A prolific reader—recently, he has been “re-reading”1984 and Kafka’s collected short stories—one would sooner mistake FitzGerald for a humanities scholar than a security expert. “I was raised by hippies turned missionaries,” he told me, “so working on national security was my only option for rebellion.” He has continued in this career, which has taken him, according to his bio, “to Afghanistan, Colombia, Sudan and most dangerously, Twentynine Palms, CA.” because, he told me in an email, “it's rare to be able to work in a field where ideas have so much consequence.”
But if the idea of a 3-D printed drone paradigm seems a bit far-fetched to have real consequences, that’s because the technology is not quite there. While 3-D printing is great for making bikinis, it is much more tricky to print complex aircraft components out of metals like titanium, and we are still figuring out how to make multi-material 3-D printed objects. FitzGerald and Martin admit in the report that "the technologies required to enable this new paradigm have not yet reached full production maturity." In other words, the proposal is structured around the assumption that this will eventually be possible. Nevertheless, FitzGerald is confident.
"The future is already here, it is just not evenly distributed yet,” he told me, quoting William Gibson. If Defense Distributed can 3-D print an assault-rifle, then the U.S. military's contractors—say, Northrup Grumman—could print a few thousand drones if it set itself to the task. Northrup already uses 3-D printed air ducts in its X-47B stealth drone, and Boeing has experimented with the idea too. Earlier this month, the British air giant BAE Systems said it had built working parts for the Royal Air Force's Tornado fighter jet, including a cockpit radio cover and components in the landing gear, using a 3D printer at an Air Force base. “You are suddenly not fixed in terms of where you have to manufacture these things,” one official at BAE told the Telegraph.

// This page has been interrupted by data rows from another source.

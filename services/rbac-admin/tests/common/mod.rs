#![allow(dead_code)]

use async_trait::async_trait;
use axum::body::Body;
use axum::http::Request;
use rbac_admin::app::{AppState, build_router};
use rbac_admin::directory::Directory;
use rbac_admin::model::{Permission, PermissionId, Role, RoleId, User, UserId};
use rbac_admin::store::memory::InMemoryStore;
use rbac_admin::store::{RecordStore, ReferenceField, StoreError, StoreResult};
use std::sync::Arc;
use std::sync::atomic::{AtomicBool, Ordering};
use uuid::Uuid;

pub type TestApp = axum::routing::RouterIntoService<Body, ()>;

pub async fn read_json(response: axum::response::Response) -> serde_json::Value {
    let bytes = axum::body::to_bytes(response.into_body(), usize::MAX)
        .await
        .expect("body");
    serde_json::from_slice(&bytes).expect("json")
}

pub fn json_request(method: &str, uri: &str, body: serde_json::Value) -> Request<Body> {
    Request::builder()
        .method(method)
        .uri(uri)
        .header("content-type", "application/json")
        .body(Body::from(body.to_string()))
        .expect("request")
}

pub fn empty_request(method: &str, uri: &str) -> Request<Body> {
    Request::builder()
        .method(method)
        .uri(uri)
        .body(Body::empty())
        .expect("request")
}

pub fn app_with_store(store: Arc<dyn RecordStore>) -> TestApp {
    build_router(AppState::new(Directory::new(store))).into_service()
}

pub fn memory_app() -> TestApp {
    app_with_store(Arc::new(InMemoryStore::new()))
}

/// Record store that delegates to memory until `fail` is switched on, then
/// errors on every call.
#[derive(Default)]
pub struct FlakyStore {
    inner: InMemoryStore,
    failing: AtomicBool,
}

impl FlakyStore {
    pub fn new() -> Self {
        Self::default()
    }

    pub fn fail(&self, failing: bool) {
        self.failing.store(failing, Ordering::SeqCst);
    }

    fn check(&self) -> StoreResult<()> {
        if self.failing.load(Ordering::SeqCst) {
            return Err(StoreError::Unexpected(anyhow::anyhow!("store offline")));
        }
        Ok(())
    }
}

#[async_trait]
impl RecordStore for FlakyStore {
    async fn list_permissions(&self) -> StoreResult<Vec<Permission>> {
        self.check()?;
        self.inner.list_permissions().await
    }

    async fn find_permission_by_name(&self, name: &str) -> StoreResult<Option<Permission>> {
        self.check()?;
        self.inner.find_permission_by_name(name).await
    }

    async fn insert_permission(&self, permission: Permission) -> StoreResult<Permission> {
        self.check()?;
        self.inner.insert_permission(permission).await
    }

    async fn delete_permission(&self, id: PermissionId) -> StoreResult<()> {
        self.check()?;
        self.inner.delete_permission(id).await
    }

    async fn list_roles(&self) -> StoreResult<Vec<Role>> {
        self.check()?;
        self.inner.list_roles().await
    }

    async fn find_role_by_name(&self, name: &str) -> StoreResult<Option<Role>> {
        self.check()?;
        self.inner.find_role_by_name(name).await
    }

    async fn get_role(&self, id: RoleId) -> StoreResult<Role> {
        self.check()?;
        self.inner.get_role(id).await
    }

    async fn insert_role(&self, role: Role) -> StoreResult<Role> {
        self.check()?;
        self.inner.insert_role(role).await
    }

    async fn update_role(&self, role: Role) -> StoreResult<Role> {
        self.check()?;
        self.inner.update_role(role).await
    }

    async fn delete_role(&self, id: RoleId) -> StoreResult<()> {
        self.check()?;
        self.inner.delete_role(id).await
    }

    async fn list_users(&self) -> StoreResult<Vec<User>> {
        self.check()?;
        self.inner.list_users().await
    }

    async fn find_user_by_email(&self, email: &str) -> StoreResult<Option<User>> {
        self.check()?;
        self.inner.find_user_by_email(email).await
    }

    async fn get_user(&self, id: UserId) -> StoreResult<User> {
        self.check()?;
        self.inner.get_user(id).await
    }

    async fn insert_user(&self, user: User) -> StoreResult<User> {
        self.check()?;
        self.inner.insert_user(user).await
    }

    async fn update_user(&self, user: User) -> StoreResult<User> {
        self.check()?;
        self.inner.update_user(user).await
    }

    async fn delete_user(&self, id: UserId) -> StoreResult<()> {
        self.check()?;
        self.inner.delete_user(id).await
    }

    async fn is_referenced(&self, field: ReferenceField, id: Uuid) -> StoreResult<bool> {
        self.check()?;
        self.inner.is_referenced(field, id).await
    }

    async fn health_check(&self) -> StoreResult<()> {
        self.check()
    }

    fn is_durable(&self) -> bool {
        false
    }

    fn backend_name(&self) -> &'static str {
        "flaky"
    }
}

Elsewhere, FitzGerald has described how militaries could even bring mobile 3-D printers into the field to build replacement components right where the action is. Meanwhile, in Japan automotive manufacturers have started running 24-hour “lights out” factories in which robots continue building cars through the night after their co-workers have clocked out.
The benefits of FitzGerald's 3D printed drone could extend well beyond the remote-controlled battlefield: commercial aircraft manufacturers could produce all airplane parts faster and more cheaply, and could produce much more cusomizeable aircraft to suit customer preferences. The dividends might be a more efficient and sustainable airline industry—the huge delays on planes like the 787 could cease to be the norm. The technological hurdles could be surmounted in time, though the effects on human workers might be more complicated.
The biggest challenge will be getting the top-brass to embrace FitzGerald’s radical vision for the future. You’d hardly expect the military to jump on the bandwagon of a neo-anarchistic paradigm like the Maker movement. Nor would you expect it to take notes from a Kafka-loving, beard-grooming metal-head like FitzGerald. And yet, unless they actually want to get left behind with another F-22 Discman project, they should probably pay attention to the beard.